Certamente, perché bisogna che gli ospedali servano ai malati e non siano in funzione delle carriere dei medici e dei primari, le scuole servano agli studenti prima che ai professori, gli uffici ai cittadini e non ai burocrati che complicano le cose. Insomma, i servizi erogati dallo Stato non possono essere orientati al mantenimento delle caste: privilegi per pochi, a spese di tutti gli altri. E questo vale a maggior ragione a cominciare dalla politica. Che solo quando è seria, è una nobile arte indispensabile per realizzare il benessere di una comunità. Altrimenti è un mostro fuori controllo che genera solo altri mostri, come il populismo di Berlusconi e quello di Grillo: causa ed effetto dell’antipolitica che finiscono per dire le stesse cose, come invocare l’uscita dall’euro. E pensare che nemmeno i greci di fronte all’aut aut hanno scelto di tornare alla dracma e sono rimasti nella moneta unica.

A 66 anni non ti bastava l’impegno di parlamentare e di assessore al comune di Milano. Perché candidarsi alle primarie del centrosinistra?

Si trattava di dimostrare che si può fare, indipendentemente da tutto, buona politica facendo buona amministrazione, con approccio meno ideologico e più aperto. E lo si può fare mettendo insieme sinistra e centro.
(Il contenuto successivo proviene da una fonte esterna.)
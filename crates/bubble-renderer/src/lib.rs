//! Rendering for the bubble scene.
//!
//! The CPU side ([`displace`], [`mesh`], [`scene`]) animates the bubble
//! geometry and is fully testable without a GPU. The GPU side ([`gpu`],
//! [`mask`], [`sphere`], [`bloom`], [`post`], [`render_state`]) turns a
//! [`BubbleScene`] into pixels.

pub mod bloom;
pub mod displace;
pub mod gpu;
pub mod mask;
pub mod mesh;
pub mod perf;
pub mod post;
pub mod render_state;
pub mod scene;
pub mod sphere;

pub use displace::{DisplacementParams, DisplacementTarget, NoiseDisplacer, Rotation, TickOutcome};
pub use gpu::{GpuContext, RendererError};
pub use mesh::MeshInstance;
pub use perf::FrameTimer;
pub use render_state::RenderState;
pub use scene::{BubbleScene, Camera, SceneChange, SceneFeatures};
Ho visto in questi due anni che lo si può fare a Milano e sono profondamente convinto che lo si possa fare anche in Italia. Per questo mi sono candidato alle primarie del centrosinistra. Fossero state le primarie solo del Pd naturalmente non ci sarei stato. Sono primarie di coalizione e allora ho ritenuto indispensabile dare voce anche al centro del centrosinistra. Per puntare a modernizzare l’Italia con il tratto gentile ed attento ai deboli che è proprio di Pisapia, unito al rigore, alla competenza, all’attenzione al merito che ha portato Mario Monti.

Ma quanti voti ti aspetti?

Non ho apparati né eserciti da mobilitare. C’è però un po’ di gente in giro per l’Italia che mi dice di apprezzare quel che faccio. Ed ho scelto uno slogan che secondo me dice già molto: “Italia Concreta”. E, concretamente quello che penso sia più importante è contribuire a far vincere la coalizione, portando il buon senso e la cultura di governo del centro - che dichiara prima del voto e non furbescamente dopo, con chi si vuole alleare - a collaborare con la sinistra responsabile. E, alla nostra età, ti pare poco?